use std::path::Path;
use serde::Deserialize;
use anyhow::{Context, Result};
use crate::alias::DEFAULT_ALIAS_FILE;
use crate::global::utils::get_global_config_file;

#[cfg(windows)]
pub const DEFAULT_INSTALLER: &str = "npm.cmd";
#[cfg(not(windows))]
pub const DEFAULT_INSTALLER: &str = "npm";

/// Overrides the installer program.
pub const INSTALLER_ENV: &str = "LIBSWITCH_INSTALLER";
/// Overrides the alias file path.
pub const ALIAS_FILE_ENV: &str = "LIBSWITCH_ALIAS_FILE";

/// Tunables for how libraries get installed and where aliases are written.
///
/// Loaded from the global `config.toml`, e.g.
///
/// ```toml
/// installer = "pnpm"
/// install-args = ["add"]
/// alias-file = "tsconfig.base.json"
/// ```
#[derive(Deserialize, Debug, Clone, PartialEq)]
#[serde(default, rename_all = "kebab-case", deny_unknown_fields)]
pub struct Settings {
    /// Package-manager program.
    pub installer: String,
    /// Arguments placed before the target specifier.
    pub install_args: Vec<String>,
    /// Alias configuration file, relative to the project root.
    pub alias_file: String,
}

impl Default for Settings {
    fn default() -> Self {
        Settings {
            installer: DEFAULT_INSTALLER.to_string(),
            install_args: vec!["install".to_string()],
            alias_file: DEFAULT_ALIAS_FILE.to_string(),
        }
    }
}

impl Settings {
    /// Loads settings from a TOML file. Missing keys take their defaults.
    ///
    /// # Errors
    /// Returns an error if the file can't be read or deserialized.
    pub fn load<P: AsRef<Path>>(path: P) -> Result<Settings> {
        let path = path.as_ref();
        let content = std::fs::read_to_string(path)
            .with_context(|| format!("Could not read config file {}", path.display()))?;
        toml::from_str(&content)
            .with_context(|| format!("Invalid config file {}", path.display()))
    }

    /// Loads the global config file, or defaults if there is none.
    pub fn load_global() -> Result<Settings> {
        let path = get_global_config_file()?;
        if path.exists() {
            Settings::load(path)
        } else {
            Ok(Settings::default())
        }
    }

    /// Applies environment overrides, looked up through `var`.
    pub fn with_env<F>(mut self, var: F) -> Settings
    where
        F: Fn(&str) -> Option<String>,
    {
        if let Some(installer) = var(INSTALLER_ENV).filter(|v| !v.is_empty()) {
            self.installer = installer;
        }
        if let Some(alias_file) = var(ALIAS_FILE_ENV).filter(|v| !v.is_empty()) {
            self.alias_file = alias_file;
        }
        self
    }

    /// Global file, then the process environment.
    pub fn resolve() -> Result<Settings> {
        Ok(Settings::load_global()?.with_env(|key| std::env::var(key).ok()))
    }
}

#[cfg(test)]
mod tests {
    use super::*;
    use tempfile::tempdir;

    #[test]
    fn test_defaults() {
        let settings = Settings::default();
        assert_eq!(settings.installer, DEFAULT_INSTALLER);
        assert_eq!(settings.install_args, vec!["install"]);
        assert_eq!(settings.alias_file, "tsconfig.json");
    }

    #[test]
    fn test_load_partial_file() {
        let dir = tempdir().unwrap();
        let path = dir.path().join("config.toml");
        std::fs::write(&path, "installer = \"pnpm\"\ninstall-args = [\"add\"]\n").unwrap();
        let settings = Settings::load(&path).unwrap();
        assert_eq!(settings.installer, "pnpm");
        assert_eq!(settings.install_args, vec!["add"]);
        assert_eq!(settings.alias_file, "tsconfig.json");
    }

    #[test]
    fn test_load_rejects_unknown_keys() {
        let dir = tempdir().unwrap();
        let path = dir.path().join("config.toml");
        std::fs::write(&path, "instaler = \"pnpm\"\n").unwrap();
        assert!(Settings::load(&path).is_err());
    }

    #[test]
    fn test_load_full_file() {
        let dir = tempdir().unwrap();
        let path = dir.path().join("config.toml");
        std::fs::write(
            &path,
            "installer = \"yarn\"\ninstall-args = [\"add\"]\nalias-file = \"tsconfig.base.json\"\n",
        )
        .unwrap();
        let expected = Settings {
            installer: "yarn".to_string(),
            install_args: vec!["add".to_string()],
            alias_file: "tsconfig.base.json".to_string(),
        };
        assert_eq!(Settings::load(&path).unwrap(), expected);
    }

    #[test]
    fn test_env_overrides() {
        let settings = Settings::default().with_env(|key| match key {
            INSTALLER_ENV => Some("bun".to_string()),
            ALIAS_FILE_ENV => Some(String::new()),
            _ => None,
        });
        assert_eq!(settings.installer, "bun");
        assert_eq!(settings.alias_file, "tsconfig.json");
    }
}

====================

__Your task__:
Extract the entries above verbatim.

__Expected answer__:
use std::path::Path;
use serde::Deserialize;
use anyhow::{Context, Result};
use crate::alias::DEFAULT_ALIAS_FILE;
use crate::global::utils::get_global_config_file;

#[cfg(windows)]
pub const DEFAULT_INSTALLER: &str = "npm.cmd";
#[cfg(not(windows))]
pub const DEFAULT_INSTALLER: &str = "npm";

/// Overrides the installer program.
pub const INSTALLER_ENV: &str = "LIBSWITCH_INSTALLER";
/// Overrides the alias file path.
pub const ALIAS_FILE_ENV: &str = "LIBSWITCH_ALIAS_FILE";

/// Tunables for how libraries get installed and where aliases are written.
///
/// Loaded from the global `config.toml`, e.g.
///
/// ```toml
/// installer = "pnpm"
/// install-args = ["add"]
/// alias-file = "tsconfig.base.json"
/// ```
#[derive(Deserialize, Debug, Clone, PartialEq)]
#[serde(default, rename_all = "kebab-case", deny_unknown_fields)]
pub struct Settings {
    /// Package-manager program.
    pub installer: String,
    /// Arguments placed before the target specifier.
    pub install_args: Vec<String>,
    /// Alias configuration file, relative to the project root.
    pub alias_file: String,
}

impl Default for Settings {
    fn default() -> Self {
        Settings {
            installer: DEFAULT_INSTALLER.to_string(),
            install_args: vec!["install".to_string()],
            alias_file: DEFAULT_ALIAS_FILE.to_string(),
        }
    }
}

impl Settings {
    /// Loads settings from a TOML file. Missing keys take their defaults.
    ///
    /// # Errors
    /// Returns an error if the file can't be read or deserialized.
    pub fn load<P: AsRef<Path>>(path: P) -> Result<Settings> {
        let path = path.as_ref();
        let content = std::fs::read_to_string(path)
            .with_context(|| format!("Could not read config file {}", path.display()))?;
        toml::from_str(&content)
            .with_context(|| format!("Invalid config file {}", path.display()))
    }

    /// Loads the global config file, or defaults if there is none.
    pub fn load_global() -> Result<Settings> {
        let path = get_global_config_file()?;
        if path.exists() {
            Settings::load(path)
        } else {
            Ok(Settings::default())
        }
    }

    /// Applies environment overrides, looked up through `var`.
    pub fn with_env<F>(mut self, var: F) -> Settings
    where
        F: Fn(&str) -> Option<String>,
    {
        if let Some(installer) = var(INSTALLER_ENV).filter(|v| !v.is_empty()) {
            self.installer = installer;
        }
        if let Some(alias_file) = var(ALIAS_FILE_ENV).filter(|v| !v.is_empty()) {
            self.alias_file = alias_file;
        }
        self
    }

    /// Global file, then the process environment.
    pub fn resolve() -> Result<Settings> {
        Ok(Settings::load_global()?.with_env(|key| std::env::var(key).ok()))
    }
}

#[cfg(test)]
mod tests {
    use super::*;
    use tempfile::tempdir;

    #[test]
    fn test_defaults() {
        let settings = Settings::default();
        assert_eq!(settings.installer, DEFAULT_INSTALLER);
        assert_eq!(settings.install_args, vec!["install"]);
        assert_eq!(settings.alias_file, "tsconfig.json");
    }

    #[test]
    fn test_load_partial_file() {
        let dir = tempdir().unwrap();
        let path = dir.path().join("config.toml");
        std::fs::write(&path, "installer = \"pnpm\"\ninstall-args = [\"add\"]\n").unwrap();
        let settings = Settings::load(&path).unwrap();
        assert_eq!(settings.installer, "pnpm");
        assert_eq!(settings.install_args, vec!["add"]);
        assert_eq!(settings.alias_file, "tsconfig.json");
    }

    #[test]
    fn test_load_rejects_unknown_keys() {
        let dir = tempdir().unwrap();
        let path = dir.path().join("config.toml");
        std::fs::write(&path, "instaler = \"pnpm\"\n").unwrap();
        assert!(Settings::load(&path).is_err());
    }

    #[test]
    fn test_load_full_file() {
        let dir = tempdir().unwrap();
        let path = dir.path().join("config.toml");
        std::fs::write(
            &path,
            "installer = \"yarn\"\ninstall-args = [\"add\"]\nalias-file = \"tsconfig.base.json\"\n",
        )
        .unwrap();
        let expected = Settings {
            installer: "yarn".to_string(),
            install_args: vec!["add".to_string()],
            alias_file: "tsconfig.base.json".to_string(),
        };
        assert_eq!(Settings::load(&path).unwrap(), expected);
    }

    #[test]
    fn test_env_overrides() {
        let settings = Settings::default().with_env(|key| match key {
            INSTALLER_ENV => Some("bun".to_string()),
            ALIAS_FILE_ENV => Some(String::new()),
            _ => None,
        });
        assert_eq!(settings.installer, "bun");
        assert_eq!(settings.alias_file, "tsconfig.json");
    }
}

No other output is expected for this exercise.